Wednesday, April 27, 2005

Libraries are STILl ESSENTIAL!!

I disagree with Craig's thesis in this post so strenuously that I almost wonder if he wrote this post to get me to break my hiatus a day early. So I'm doing the next best thing: writing my response a day early, but not posting it until later. Score!

Here's his thesis:

Public libraries might be an example of an institution designed for an earlier time that doesn't make as much sense now as then. It's perhaps just another luxury we've grown accustomed to. We're used to its being free -- the knee-jerk response is why should I pay for something that the government will give me. Maybe it shouldn't.


Let me be blunt here: as much as I adore the Buffalo area, if this community decided to do away with its libraries entirely, that would be my official last straw. I'd leave as soon as humanly possible.

What a society values, a society is willing to pay for. The fact that we're still willing, albeit less so and more grudgingly lately, to pay for free access to books, periodicals, government documents, films, and music recordings says to me that we still value those things and view their widespread availability as a good thing. There would, I think, be a very big fundamental difference between a society that views reading as sufficiently important and universal a right to pay for libraries and one which takes the view that your reading should be limited to only those books you can afford.
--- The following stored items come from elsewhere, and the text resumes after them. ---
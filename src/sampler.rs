//! Periodic subtitle sampling
//!
//! The active subtitle is recomputed on a fixed cadence against the playback
//! clock rather than on player events, accepting up to one period of display
//! lag. Each sampler is a tokio task owned by a [`SamplerHandle`]; dropping
//! the handle stops the task.

use lecture_core::{current_index, SubtitleEntry};
use std::sync::Arc;
use std::time::Duration;
use tokio::sync::watch;
use tokio::task::JoinHandle;
use tokio::time::MissedTickBehavior;
use tracing::{debug, trace};

use crate::clock::PlaybackClock;

/// Default sampling period
pub const DEFAULT_SAMPLE_INTERVAL: Duration = Duration::from_millis(100);

/// The subtitle currently on screen and its row in the list
#[derive(Debug, Clone, PartialEq)]
pub struct ActiveSubtitle {
    pub index: usize,
    pub entry: SubtitleEntry,
}

/// Spawns sampling tasks
pub struct SubtitleSampler;

impl SubtitleSampler {
    /// Start sampling `subtitles` against `clock` every `period`.
    ///
    /// The snapshot is fixed for the life of the task; when the list or the
    /// clock is replaced, stop this sampler and spawn a new one.
    pub fn spawn(
        subtitles: Arc<[SubtitleEntry]>,
        clock: Arc<dyn PlaybackClock>,
        period: Duration,
    ) -> SamplerHandle {
        let (sender, receiver) = watch::channel(None);
        debug!("Starting subtitle sampler over {} entries every {:?}", subtitles.len(), period);

        let task = tokio::spawn(async move {
            let mut ticker = tokio::time::interval(period);
            ticker.set_missed_tick_behavior(MissedTickBehavior::Skip);

            loop {
                ticker.tick().await;

                // Keep showing the last subtitle while the clock is unavailable
                let Some(position) = clock.position() else {
                    continue;
                };

                let next = current_index(&subtitles, position).map(|index| ActiveSubtitle {
                    index,
                    entry: subtitles[index].clone(),
                });

                sender.send_if_modified(|current| {
                    if *current == next {
                        false
                    } else {
                        trace!("Active subtitle at {:.2}s: {:?}", position, next.as_ref().map(|a| a.index));
                        *current = next;
                        true
                    }
                });

                if sender.is_closed() {
                    break;
                }
            }
        });

        SamplerHandle { task, receiver }
    }
}

/// Owner of a running sampler
#[derive(Debug)]
pub struct SamplerHandle {
    task: JoinHandle<()>,
    receiver: watch::Receiver<Option<ActiveSubtitle>>,
}

impl SamplerHandle {
    /// Latest sampled subtitle
    pub fn current(&self) -> Option<ActiveSubtitle> {
        self.receiver.borrow().clone()
    }

    /// Receiver notified whenever the active subtitle changes
    pub fn subscribe(&self) -> watch::Receiver<Option<ActiveSubtitle>> {
        self.receiver.clone()
    }

    pub fn is_running(&self) -> bool {
        !self.task.is_finished()
    }

    /// Stop sampling
    pub fn stop(self) {
        // Drop aborts the task
    }
}

impl Drop for SamplerHandle {
    fn drop(&mut self) {
        self.task.abort();
    }
}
It's easy to say things like "Look at all the books available for free on the Web!" and "Look how cheap you can buy just about any book on Amazon!" But really, that's not at all the same thing. To take the first claim: sure, there are sites like Project Gutenberg that make the texts of many public domain books available online. But they're not free, not really: I still have to pay for my computer, and I still have to pay for the Internet access I use to access Project Gutenberg. That's not free - - at least, it's not in the same sense "free" for me to read Anna Karenina on Gutenberg that it would be "free" for me to walk down to the library and check the book out with my library card. And as ubiquitous as the Web seems to those of us who get to use it every day, the cost of being able to go online is a very real cost indeed. I know people who simply can't afford Internet access.

(And this is to say nothing of the fact that there are nowhere near the same number of books available for free online as there are at my own local library branch, much less the entirety of, say, the Buffalo and Erie County Public Library system.)

As for books being cheap on Amazon or other online sources, well, that's a troubling thing to say, in my opinion. I don't make enough money to buy every book I want to read. That's a simple fact of life: I will probably never make enough to buy a copy of every book I want to read. So, when it comes to buying books, I have to be pretty selective. (The high price of graphic novels is a real sticking point with me - - those damn things are absurdly overpriced, in my opinion, which annoys me because there are a lot of them that I would like to read.) But that's just buying books. When it comes to reading books, I don't have to be so selective, because there's the library. My personal reading life would be severely hampered if I had to limit myself to reading only those books which I could afford to buy. And I'm not even that badly off: I have a roof over my head, and I can still get to Borders every now and again. But I don't buy nearly as many books as I used to, because I have other things to buy: food, drugs for Little Quinn, diapers, cat litter, et cetera. Because of the library, though, I don't have to limit my reading. That's a big thing to me: the fact that I don't need to own every book I read opens up huge vistas of reading to me.

Frankly, I'm always astonished when people tell me that they never go to the library because they like to own every book they read. That attitude completely baffles me. If there's a service that can provide you, free of charge, with access to more books than you could ever read in a lifetime, why rigidly insist upon owning every book you want to read? Just from the standpoint of not having paid for every book I've checked out and not liked, I think I end up ahead. I hate buying a book that turns out to be a stinker.

Here is what it boils down to: I view reading as probably the most fundamental right that exists, beyond the "biggies" of life, liberty, and the pursuit of happiness. Free access to books is, as far as I am concerned, an essential part of a democratic society, and it's absolutely essential to a society that maintains its belief that anyone can accomplish anything as long as they work hard at it. The day we decide that reading is something that must be paid for by each individual reader is, to me, the day we decide that we're no longer a democratic society. There are people out there, many of them, real people, who don't have enough extra pennies in their budget per month to afford more than a single mass-market paperback novel. The idea that these folks can still go to their library and check out a hardback copy of, well, any book at all signifies to me a big part of the greatness of this country.

Maybe America will eventually decide that libraries are, as Craig suggests, a mere luxury. But it would be heartbreaking to me to learn that my country had decided that reading is a mere luxury. And make no mistake: that's what it would mean if we collectively decided "No books, unless you can pay for each one." This is a tough country we got here, folks - - we've built a nation around a mix of egalitarianism and libertarianism, which is not always the best of mixes. But as far as I'm concerned, when it comes to reading, the more egalitarian, the better, and free libraries are the best way to accomplish this that I know.

(Now, the issue of whether the B&ECPL system is too bloated is an entirely different one. I think it probably is. But shutting them entirely? To me, that's pure insanity.)